── Data excerpts

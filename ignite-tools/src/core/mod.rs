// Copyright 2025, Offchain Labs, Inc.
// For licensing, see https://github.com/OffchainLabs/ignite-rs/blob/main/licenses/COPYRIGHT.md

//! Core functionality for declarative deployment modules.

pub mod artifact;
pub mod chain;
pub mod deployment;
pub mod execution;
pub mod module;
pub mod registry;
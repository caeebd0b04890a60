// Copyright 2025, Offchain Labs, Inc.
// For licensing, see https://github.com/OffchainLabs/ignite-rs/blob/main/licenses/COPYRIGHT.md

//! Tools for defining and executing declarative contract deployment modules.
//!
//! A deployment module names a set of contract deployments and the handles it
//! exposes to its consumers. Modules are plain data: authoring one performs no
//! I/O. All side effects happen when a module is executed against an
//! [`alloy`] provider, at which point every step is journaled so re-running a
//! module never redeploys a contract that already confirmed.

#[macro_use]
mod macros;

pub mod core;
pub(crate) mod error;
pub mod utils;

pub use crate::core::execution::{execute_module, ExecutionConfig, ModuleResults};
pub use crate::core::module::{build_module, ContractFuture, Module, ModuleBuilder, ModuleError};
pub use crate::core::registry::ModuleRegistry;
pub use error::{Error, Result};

────
── Data excerpts

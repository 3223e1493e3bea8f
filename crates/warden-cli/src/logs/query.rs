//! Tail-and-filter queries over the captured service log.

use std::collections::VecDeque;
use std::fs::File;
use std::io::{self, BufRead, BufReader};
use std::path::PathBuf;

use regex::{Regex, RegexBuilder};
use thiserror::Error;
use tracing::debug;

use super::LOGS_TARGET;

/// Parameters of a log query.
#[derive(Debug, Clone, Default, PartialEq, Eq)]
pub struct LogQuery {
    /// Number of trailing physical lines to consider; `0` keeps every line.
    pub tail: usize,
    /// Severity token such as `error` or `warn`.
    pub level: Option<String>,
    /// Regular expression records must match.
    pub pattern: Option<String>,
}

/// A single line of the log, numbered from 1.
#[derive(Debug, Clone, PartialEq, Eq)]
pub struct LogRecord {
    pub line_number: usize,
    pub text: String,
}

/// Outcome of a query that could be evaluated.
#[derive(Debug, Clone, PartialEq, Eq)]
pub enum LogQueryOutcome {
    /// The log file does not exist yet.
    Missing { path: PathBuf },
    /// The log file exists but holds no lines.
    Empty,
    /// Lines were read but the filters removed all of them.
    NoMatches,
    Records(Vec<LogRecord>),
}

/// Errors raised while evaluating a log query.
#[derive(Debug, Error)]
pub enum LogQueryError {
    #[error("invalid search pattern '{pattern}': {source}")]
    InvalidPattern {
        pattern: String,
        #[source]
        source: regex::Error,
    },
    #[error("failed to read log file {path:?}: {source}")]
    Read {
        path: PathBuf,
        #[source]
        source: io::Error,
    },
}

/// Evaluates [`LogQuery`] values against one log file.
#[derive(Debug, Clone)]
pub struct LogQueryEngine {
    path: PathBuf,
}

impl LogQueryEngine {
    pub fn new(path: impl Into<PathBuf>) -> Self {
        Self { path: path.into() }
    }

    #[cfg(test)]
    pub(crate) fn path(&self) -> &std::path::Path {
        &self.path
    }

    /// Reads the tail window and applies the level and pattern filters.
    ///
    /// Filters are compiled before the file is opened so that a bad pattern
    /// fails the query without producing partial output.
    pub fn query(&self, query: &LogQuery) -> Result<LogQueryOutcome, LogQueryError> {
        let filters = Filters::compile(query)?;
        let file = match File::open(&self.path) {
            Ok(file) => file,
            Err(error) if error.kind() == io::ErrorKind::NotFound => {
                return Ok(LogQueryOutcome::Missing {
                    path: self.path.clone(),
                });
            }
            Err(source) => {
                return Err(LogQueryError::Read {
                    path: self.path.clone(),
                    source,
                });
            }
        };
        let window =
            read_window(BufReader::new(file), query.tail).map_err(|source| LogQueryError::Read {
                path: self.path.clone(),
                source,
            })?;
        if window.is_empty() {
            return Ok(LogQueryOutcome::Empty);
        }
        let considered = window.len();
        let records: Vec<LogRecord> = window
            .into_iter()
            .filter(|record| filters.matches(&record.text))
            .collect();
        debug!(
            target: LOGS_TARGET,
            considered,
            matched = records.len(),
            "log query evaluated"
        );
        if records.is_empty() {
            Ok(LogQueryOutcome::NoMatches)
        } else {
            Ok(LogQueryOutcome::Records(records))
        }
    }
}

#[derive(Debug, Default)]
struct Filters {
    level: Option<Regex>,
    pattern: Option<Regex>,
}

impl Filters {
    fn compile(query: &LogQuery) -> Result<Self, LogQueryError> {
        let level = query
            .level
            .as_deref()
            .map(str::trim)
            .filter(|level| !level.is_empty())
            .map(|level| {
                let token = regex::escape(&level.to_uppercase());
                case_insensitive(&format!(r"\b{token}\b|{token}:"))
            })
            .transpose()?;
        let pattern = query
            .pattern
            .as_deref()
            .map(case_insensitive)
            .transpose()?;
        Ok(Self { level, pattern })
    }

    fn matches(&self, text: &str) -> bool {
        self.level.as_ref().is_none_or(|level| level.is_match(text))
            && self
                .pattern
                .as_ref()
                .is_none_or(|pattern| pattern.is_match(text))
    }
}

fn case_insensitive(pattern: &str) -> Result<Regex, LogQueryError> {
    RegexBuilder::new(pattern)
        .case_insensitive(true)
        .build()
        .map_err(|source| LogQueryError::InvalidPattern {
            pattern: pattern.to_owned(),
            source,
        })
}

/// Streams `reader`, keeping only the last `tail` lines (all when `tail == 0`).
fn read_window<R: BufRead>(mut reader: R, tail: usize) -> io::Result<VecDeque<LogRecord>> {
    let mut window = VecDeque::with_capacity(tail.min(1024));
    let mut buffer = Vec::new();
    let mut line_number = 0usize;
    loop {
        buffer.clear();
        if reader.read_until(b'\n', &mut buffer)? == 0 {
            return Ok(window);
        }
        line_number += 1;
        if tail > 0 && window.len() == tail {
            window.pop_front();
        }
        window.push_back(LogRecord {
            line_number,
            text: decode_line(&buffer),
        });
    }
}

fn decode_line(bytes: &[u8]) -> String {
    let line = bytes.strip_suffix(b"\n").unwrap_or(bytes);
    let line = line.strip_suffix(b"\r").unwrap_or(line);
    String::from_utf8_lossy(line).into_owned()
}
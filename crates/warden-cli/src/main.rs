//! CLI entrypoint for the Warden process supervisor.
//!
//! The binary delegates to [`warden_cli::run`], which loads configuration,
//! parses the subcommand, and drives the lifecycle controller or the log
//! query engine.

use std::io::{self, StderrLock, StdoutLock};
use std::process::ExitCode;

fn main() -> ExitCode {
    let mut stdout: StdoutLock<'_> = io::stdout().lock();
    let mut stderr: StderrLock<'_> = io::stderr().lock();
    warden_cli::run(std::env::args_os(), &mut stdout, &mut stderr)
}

────
── Data excerpts

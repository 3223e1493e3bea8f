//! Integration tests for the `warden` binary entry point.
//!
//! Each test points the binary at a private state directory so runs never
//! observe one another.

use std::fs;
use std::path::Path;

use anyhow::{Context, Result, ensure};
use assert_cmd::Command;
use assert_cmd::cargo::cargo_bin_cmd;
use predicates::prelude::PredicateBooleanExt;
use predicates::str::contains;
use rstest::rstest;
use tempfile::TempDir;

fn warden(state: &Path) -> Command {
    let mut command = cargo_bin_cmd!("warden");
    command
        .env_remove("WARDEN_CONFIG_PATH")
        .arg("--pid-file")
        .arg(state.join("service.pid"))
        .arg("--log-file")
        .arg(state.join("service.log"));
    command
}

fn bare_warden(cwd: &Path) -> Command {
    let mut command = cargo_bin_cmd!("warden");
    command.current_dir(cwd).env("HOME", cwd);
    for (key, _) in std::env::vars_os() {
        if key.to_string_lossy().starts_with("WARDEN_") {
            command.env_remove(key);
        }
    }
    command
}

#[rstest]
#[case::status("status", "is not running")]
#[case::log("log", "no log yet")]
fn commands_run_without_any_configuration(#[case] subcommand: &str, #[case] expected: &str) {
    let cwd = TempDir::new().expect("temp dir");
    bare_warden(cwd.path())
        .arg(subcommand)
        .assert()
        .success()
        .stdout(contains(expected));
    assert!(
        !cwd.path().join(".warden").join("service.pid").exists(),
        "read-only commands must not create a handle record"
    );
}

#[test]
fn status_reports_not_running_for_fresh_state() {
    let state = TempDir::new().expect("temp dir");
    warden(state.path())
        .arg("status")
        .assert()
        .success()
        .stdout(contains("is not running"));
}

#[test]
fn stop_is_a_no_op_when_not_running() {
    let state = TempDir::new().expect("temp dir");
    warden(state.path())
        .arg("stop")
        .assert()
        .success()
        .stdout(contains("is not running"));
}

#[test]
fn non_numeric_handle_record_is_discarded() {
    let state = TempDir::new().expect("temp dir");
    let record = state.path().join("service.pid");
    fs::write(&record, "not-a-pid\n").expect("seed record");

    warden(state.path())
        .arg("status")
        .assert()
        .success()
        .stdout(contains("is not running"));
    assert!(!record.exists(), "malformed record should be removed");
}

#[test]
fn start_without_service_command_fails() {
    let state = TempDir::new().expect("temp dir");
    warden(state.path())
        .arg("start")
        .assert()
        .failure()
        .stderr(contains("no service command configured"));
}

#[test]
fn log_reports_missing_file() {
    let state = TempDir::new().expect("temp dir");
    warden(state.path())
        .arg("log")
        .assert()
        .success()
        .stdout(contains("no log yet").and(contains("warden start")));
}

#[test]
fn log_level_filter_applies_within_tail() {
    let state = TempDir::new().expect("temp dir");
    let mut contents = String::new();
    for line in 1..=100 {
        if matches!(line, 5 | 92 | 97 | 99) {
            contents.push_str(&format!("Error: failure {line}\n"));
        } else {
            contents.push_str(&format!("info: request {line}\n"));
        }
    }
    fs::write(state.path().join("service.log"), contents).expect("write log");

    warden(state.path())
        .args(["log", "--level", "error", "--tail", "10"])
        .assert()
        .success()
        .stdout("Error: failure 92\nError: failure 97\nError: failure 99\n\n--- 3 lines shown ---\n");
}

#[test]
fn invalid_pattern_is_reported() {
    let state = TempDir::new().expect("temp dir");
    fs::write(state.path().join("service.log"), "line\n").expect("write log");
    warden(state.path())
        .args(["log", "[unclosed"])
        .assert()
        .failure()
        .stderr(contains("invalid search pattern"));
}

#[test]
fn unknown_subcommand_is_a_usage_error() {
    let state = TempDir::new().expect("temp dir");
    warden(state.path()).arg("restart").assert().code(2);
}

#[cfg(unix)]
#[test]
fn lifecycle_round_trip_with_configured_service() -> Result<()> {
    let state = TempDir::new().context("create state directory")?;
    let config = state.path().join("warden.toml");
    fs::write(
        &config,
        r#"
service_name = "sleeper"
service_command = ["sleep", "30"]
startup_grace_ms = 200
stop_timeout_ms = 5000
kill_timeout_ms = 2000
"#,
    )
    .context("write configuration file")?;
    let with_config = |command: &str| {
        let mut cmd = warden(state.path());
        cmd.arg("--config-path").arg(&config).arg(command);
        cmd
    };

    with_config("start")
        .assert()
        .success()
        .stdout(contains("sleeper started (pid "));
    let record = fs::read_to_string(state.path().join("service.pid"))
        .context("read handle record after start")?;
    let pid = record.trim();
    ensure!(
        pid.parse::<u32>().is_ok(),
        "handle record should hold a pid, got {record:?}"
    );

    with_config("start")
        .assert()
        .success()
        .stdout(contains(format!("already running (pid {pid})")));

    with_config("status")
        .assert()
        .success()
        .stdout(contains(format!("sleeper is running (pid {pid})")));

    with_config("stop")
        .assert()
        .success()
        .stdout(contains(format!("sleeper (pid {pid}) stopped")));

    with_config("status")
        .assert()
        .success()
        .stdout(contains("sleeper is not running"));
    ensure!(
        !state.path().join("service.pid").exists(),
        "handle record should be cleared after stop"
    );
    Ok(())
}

────

- [Exercise brief] Look above for the line holding "filename ignite-tools/src/core/mod.rs" and the line holding "pub mod chain;", then output exactly those two lines and every line between them, nothing more.

- [Task solution]
filename ignite-tools/src/core/mod.rs
// Copyright 2025, Offchain Labs, Inc.
// For licensing, see https://github.com/OffchainLabs/ignite-rs/blob/main/licenses/COPYRIGHT.md

//! Core functionality for declarative deployment modules.

pub mod artifact;
pub mod chain;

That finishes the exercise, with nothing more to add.